The words hung in the air between them, heavier than any declaration of love. Trust. The Emperor who had never been trusted, who had never allowed himself to be trusted, stared at Wei Liang with an expression that cracked something open in both of them.

Xiao Zhen withdrew his fingers. The absence was immediate, cold, a loss that made Wei Liang's body ache. Then the Emperor shifted, positioned himself between Wei Liang's thighs, and the pressure of his cock against that same opening was a promise that made Wei Liang's breath catch.

"Look at me," Xiao Zhen said. "I want to see your face when I claim you."

Wei Liang rolled onto his back, pulled his knees up, opened himself to the Emperor's gaze. The Emperor's eyes traced the lines of his body—the arched throat, the flushed chest, the parted thighs—and something in his expression softened, broke, reformed into something that looked almost like prayer.

"I will spend the rest of my life learning you," Xiao Zhen said. "Every sound. Every tremor. Every way your body asks for what it needs." He positioned himself at the entrance, the head of his cock pressing, waiting. "And I will spend the rest of my life giving it to you."

He pushed inside.

The stretch was everything—too much and not enough, a fullness that bordered on pain before it tipped into a pleasure so deep it had no name. Wei Liang's cry was lost in the Emperor's mouth as Xiao Zhen kissed him, swallowed the sound, drank it down like it was the only thing keeping him alive.

He moved slowly at first. Each thrust measured, deliberate, as if he were memorizing the angle, the depth, the way Wei Liang's body gripped him. His hand found Wei Liang's, laced their fingers together beside Wei Liang's head, and the gesture was so tender it brought tears to Wei Liang's eyes.
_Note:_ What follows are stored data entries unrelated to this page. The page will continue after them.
//! End-to-end tests driving the hub through real WebSocket clients.

use async_trait::async_trait;
use futures::{SinkExt, StreamExt};
use serde_json::{Value, json};
use std::sync::Arc;
use std::sync::atomic::{AtomicUsize, Ordering};
use std::time::Duration;
use tokio::net::TcpListener;
use tokio::time::{sleep, timeout};
use tokio_tungstenite::tungstenite::{Error as WsError, Message};
use tokio_tungstenite::{MaybeTlsStream, WebSocketStream, connect_async};

use relay_core::{Envelope, MessageType, Result};
use relay_hub::{Hooks, Hub, HubConfig, Session, SessionHook, SessionId, create_router};

const RECV_TIMEOUT: Duration = Duration::from_secs(2);

type WsStream = WebSocketStream<MaybeTlsStream<tokio::net::TcpStream>>;

/// Boots a hub on an ephemeral port and returns the ws URL plus the hub.
async fn boot(config: HubConfig, hooks: Hooks) -> (String, Arc<Hub>) {
    let hub = Hub::builder(config).hooks(hooks).build();
    hub.start();

    let listener = TcpListener::bind("127.0.0.1:0").await.unwrap();
    let addr = listener.local_addr().unwrap();
    let app = create_router(hub.clone());
    tokio::spawn(async move {
        axum::serve(listener, app).await.unwrap();
    });

    (format!("ws://{addr}/ws"), hub)
}

async fn connect(base: &str, user: &str) -> WsStream {
    let (ws, _response) = connect_async(format!("{base}?user_id={user}")).await.unwrap();
    ws
}

async fn send_json(ws: &mut WsStream, value: &Value) {
    ws.send(Message::Text(value.to_string().into())).await.unwrap();
}

/// Receives the next envelope, skipping transport-level frames.
async fn recv_envelope(ws: &mut WsStream) -> Envelope {
    timeout(RECV_TIMEOUT, async {
        loop {
            match ws.next().await.expect("stream ended").expect("read failed") {
                Message::Text(text) => return serde_json::from_str(text.as_str()).unwrap(),
                Message::Ping(_) | Message::Pong(_) => {}
                other => panic!("unexpected frame: {other:?}"),
            }
        }
    })
    .await
    .expect("no envelope within timeout")
}

/// Asserts that no envelope arrives within the window.
async fn expect_silence(ws: &mut WsStream, window: Duration) {
    let result = timeout(window, async {
        loop {
            match ws.next().await {
                Some(Ok(Message::Text(text))) => return text.to_string(),
                Some(Ok(_)) => {}
                Some(Err(_)) | None => {
                    std::future::pending::<String>().await;
                }
            }
        }
    })
    .await;
    assert!(result.is_err(), "unexpected envelope: {result:?}");
}

async fn join_channel(ws: &mut WsStream, channel: &str) {
    send_json(
        ws,
        &json!({"type": "system:presence", "channel": channel, "payload": {"action": "join"}}),
    )
    .await;
}

/// Reads frames until the connection goes quiet for `window`.
async fn drain(ws: &mut WsStream, window: Duration) {
    while timeout(window, ws.next()).await.is_ok_and(|f| f.is_some()) {}
}

async fn wait_until(mut cond: impl FnMut() -> bool) {
    for _ in 0..200 {
        if cond() {
            return;
        }
        sleep(Duration::from_millis(20)).await;
    }
    panic!("condition not met within deadline");
}

#[derive(Default)]
struct DisconnectCounter {
    count: AtomicUsize,
}

#[async_trait]
impl SessionHook for DisconnectCounter {
    async fn on_session(&self, _session: &Arc<Session>) -> Result<()> {
        self.count.fetch_add(1, Ordering::SeqCst);
        Ok(())
    }
}

#[tokio::test]
async fn group_fan_out_excludes_sender() {
    let (url, hub) = boot(HubConfig::default(), Hooks::new()).await;

    let mut a = connect(&url, "a").await;
    let mut b = connect(&url, "b").await;
    let mut c = connect(&url, "c").await;

    join_channel(&mut a, "general").await;
    join_channel(&mut b, "general").await;
    join_channel(&mut c, "general").await;
    wait_until(|| hub.topology().sessions_of_channel("general").len() == 3).await;

    for ws in [&mut a, &mut b, &mut c] {
        drain(ws, Duration::from_millis(200)).await;
    }

    send_json(
        &mut a,
        &json!({
            "type": "chat:group",
            "channel": "general",
            "payload": {"content": "hi"},
            "trace_id": "t-1"
        }),
    )
    .await;

    let to_b = recv_envelope(&mut b).await;
    let to_c = recv_envelope(&mut c).await;

    assert_eq!(to_b.kind, MessageType::GroupChat);
    assert_eq!(to_b.payload_str("content"), Some("hi"));
    assert_eq!(to_b.sender, "a");
    assert_eq!(to_b.id, to_c.id);
    // unknown keys survive verbatim forwarding
    assert_eq!(to_b.rest.get("trace_id"), Some(&json!("t-1")));

    expect_silence(&mut a, Duration::from_millis(300)).await;
}

#[tokio::test]
async fn private_chat_reaches_every_device_of_recipient() {
    let (url, hub) = boot(HubConfig::default(), Hooks::new()).await;

    let mut p = connect(&url, "u").await;
    let mut q = connect(&url, "u").await;
    let mut r = connect(&url, "v").await;
    wait_until(|| hub.topology().len() == 3).await;

    send_json(
        &mut r,
        &json!({"type": "chat:private", "recipient": "u", "payload": {"content": "yo"}}),
    )
    .await;

    let to_p = recv_envelope(&mut p).await;
    let to_q = recv_envelope(&mut q).await;
    assert_eq!(to_p.payload_str("content"), Some("yo"));
    assert_eq!(to_p.id, to_q.id);
    assert_eq!(to_p.sender, "v");

    expect_silence(&mut r, Duration::from_millis(300)).await;
}

#[tokio::test]
async fn presence_join_announces_then_reports_roster() {
    let (url, hub) = boot(HubConfig::default(), Hooks::new()).await;

    let mut s = connect(&url, "alice").await;
    join_channel(&mut s, "dev").await;

    let joined = recv_envelope(&mut s).await;
    assert_eq!(joined.kind, MessageType::UserJoined);
    assert_eq!(joined.sender, "system");
    assert_eq!(joined.channel(), Some("dev"));
    assert_eq!(joined.payload_str("user"), Some("alice"));

    let presence = recv_envelope(&mut s).await;
    assert_eq!(presence.kind, MessageType::Presence);
    assert_eq!(presence.payload["users"], json!(["alice"]));

    let mut t = connect(&url, "bob").await;
    join_channel(&mut t, "dev").await;
    wait_until(|| hub.topology().sessions_of_channel("dev").len() == 2).await;

    for ws in [&mut s, &mut t] {
        let joined = recv_envelope(ws).await;
        assert_eq!(joined.kind, MessageType::UserJoined);
        assert_eq!(joined.payload_str("user"), Some("bob"));

        let presence = recv_envelope(ws).await;
        assert_eq!(presence.payload["users"], json!(["alice", "bob"]));
    }
}

#[tokio::test]
async fn slow_consumer_drops_without_stalling_others() {
    let config = HubConfig {
        outbox_capacity: 100,
        ..HubConfig::default()
    };
    let hub = Hub::builder(config).build();

    let (x, _rx_x) = Session::new(SessionId::generate(), "x", 100);
    let (y, mut rx_y) = Session::new(SessionId::generate(), "y", 100);
    hub.topology().register(x.clone()).unwrap();
    hub.topology().register(y.clone()).unwrap();
    hub.topology().subscribe(x.id(), "general").unwrap();
    hub.topology().subscribe(y.id(), "general").unwrap();

    // Fill x's outbox to capacity; y drains as it goes.
    let burst = Envelope::system(MessageType::GroupChat).with_channel("general");
    for _ in 0..100 {
        hub.send_to_channel("general", &burst, None);
        rx_y.try_recv().unwrap();
    }

    // The 101st envelope drops for x but still reaches y, and the send
    // completes without error.
    let delivered = hub.send_to_channel("general", &burst, None);
    assert_eq!(delivered, 1);
    rx_y.try_recv().unwrap();
}

#[tokio::test]
async fn keepalive_expiry_terminates_session_exactly_once() {
    let counter = Arc::new(DisconnectCounter::default());
    let config = HubConfig {
        pong_wait_secs: 1,
        ping_interval_secs: 60,
        ..HubConfig::default()
    };
    let hooks = Hooks::new().with_on_disconnect(counter.clone());
    let (url, hub) = boot(config, hooks).await;

    let mut z = connect(&url, "z").await;
    join_channel(&mut z, "dev").await;
    wait_until(|| hub.topology().sessions_of_channel("dev").len() == 1).await;

    // Stop reading and writing; the read deadline expires server-side.
    wait_until(|| hub.topology().is_empty()).await;
    assert!(hub.topology().sessions_of_channel("dev").is_empty());

    sleep(Duration::from_millis(200)).await;
    assert_eq!(counter.count.load(Ordering::SeqCst), 1);
}

#[tokio::test]
async fn capacity_ceiling_refuses_and_recovers() {
    let config = HubConfig {
        max_connections: 2,
        ..HubConfig::default()
    };
    let counter = Arc::new(DisconnectCounter::default());
    let hooks = Hooks::new().with_on_disconnect(counter.clone());
    let (url, hub) = boot(config, hooks).await;

    let _first = connect(&url, "a").await;
    let mut second = connect(&url, "b").await;
    wait_until(|| hub.topology().len() == 2).await;

    let err = connect_async(format!("{url}?user_id=c")).await.unwrap_err();
    match err {
        WsError::Http(response) => assert_eq!(response.status(), 503),
        other => panic!("expected HTTP refusal, got {other:?}"),
    }
    // The refused upgrade invoked no hooks.
    sleep(Duration::from_millis(100)).await;
    assert_eq!(counter.count.load(Ordering::SeqCst), 0);

    second.close(None).await.unwrap();
    wait_until(|| hub.topology().len() == 1).await;

    let _third = connect(&url, "c").await;
    wait_until(|| hub.topology().len() == 2).await;
    assert_eq!(counter.count.load(Ordering::SeqCst), 1);
}

#[tokio::test]
async fn malformed_frames_do_not_terminate_the_session() {
    let (url, hub) = boot(HubConfig::default(), Hooks::new()).await;

    let mut a = connect(&url, "a").await;
    let mut b = connect(&url, "b").await;
    join_channel(&mut a, "dev").await;
    join_channel(&mut b, "dev").await;
    wait_until(|| hub.topology().sessions_of_channel("dev").len() == 2).await;
    for ws in [&mut a, &mut b] {
        drain(ws, Duration::from_millis(200)).await;
    }

    a.send(Message::Text("{not json".into())).await.unwrap();

    // The session survives and keeps relaying.
    send_json(
        &mut a,
        &json!({"type": "chat:group", "channel": "dev", "payload": {"content": "still here"}}),
    )
    .await;
    let received = recv_envelope(&mut b).await;
    assert_eq!(received.payload_str("content"), Some("still here"));
    assert_eq!(hub.topology().len(), 2);
}

#[tokio::test]
async fn ingress_normalization_fills_id_sender_timestamp() {
    let (url, hub) = boot(HubConfig::default(), Hooks::new()).await;

    let mut a = connect(&url, "alice").await;
    let mut b = connect(&url, "bob").await;
    wait_until(|| hub.topology().len() == 2).await;

    // No id, sender, or timestamp; routed directly to bob.
    send_json(
        &mut a,
        &json!({"type": "chat:private", "recipient": "bob", "payload": {"content": "x"}}),
    )
    .await;

    let received = recv_envelope(&mut b).await;
    assert!(received.id.starts_with("msg_"));
    assert_eq!(received.sender, "alice");
    assert!(received.timestamp > 0);
}

#[tokio::test]
async fn synthesized_user_id_when_query_absent() {
    let (url, hub) = boot(HubConfig::default(), Hooks::new()).await;

    let (_ws, _response) = connect_async(url.as_str()).await.unwrap();
    wait_until(|| hub.topology().len() == 1).await;

    let infos = hub.topology().session_infos();
    assert!(infos[0].user_id.starts_with("user_"));
}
"I have never—" Xiao Zhen's voice broke. He thrust deeper, and Wei Liang felt him everywhere, felt the Emperor fill every empty space inside him until there was nothing left but this, them, the heat of two bodies becoming something neither of them had words for. "I have never felt—"

"I know." Wei Liang's free hand found the Emperor's face, traced the sharp jaw, the mouth that had claimed him, the eyes that held the weight of an empire and the vulnerability of a man who had just discovered what it meant to need. "I know."

The Emperor's rhythm broke. His composure shattered. He buried his face in Wei Liang's neck and fucked him with a desperation that had nothing to do with power and everything to do with the terror of being seen, of being wanted, of being held by someone who could destroy him and chose not to.

Wei Liang held him. Let him take. Let him break. And when the Emperor's body went rigid above him, when the heat flooded into him with a groan that was almost a sob, Wei Liang wrapped his arms around him and held him through the shaking, the aftershocks of a surrender that had nothing to do with yielding and everything to do with trust.

Xiao Zhen's weight pressed him into the cushions, breath ragged, body trembling with the force of what had passed through him. Neither of them spoke. The candlelight flickered. The curtains breathed. And in the silence, Wei Liang's hand found the Emperor's hair, stroked it back from his face, and felt the impossibility of the cage that had become his home.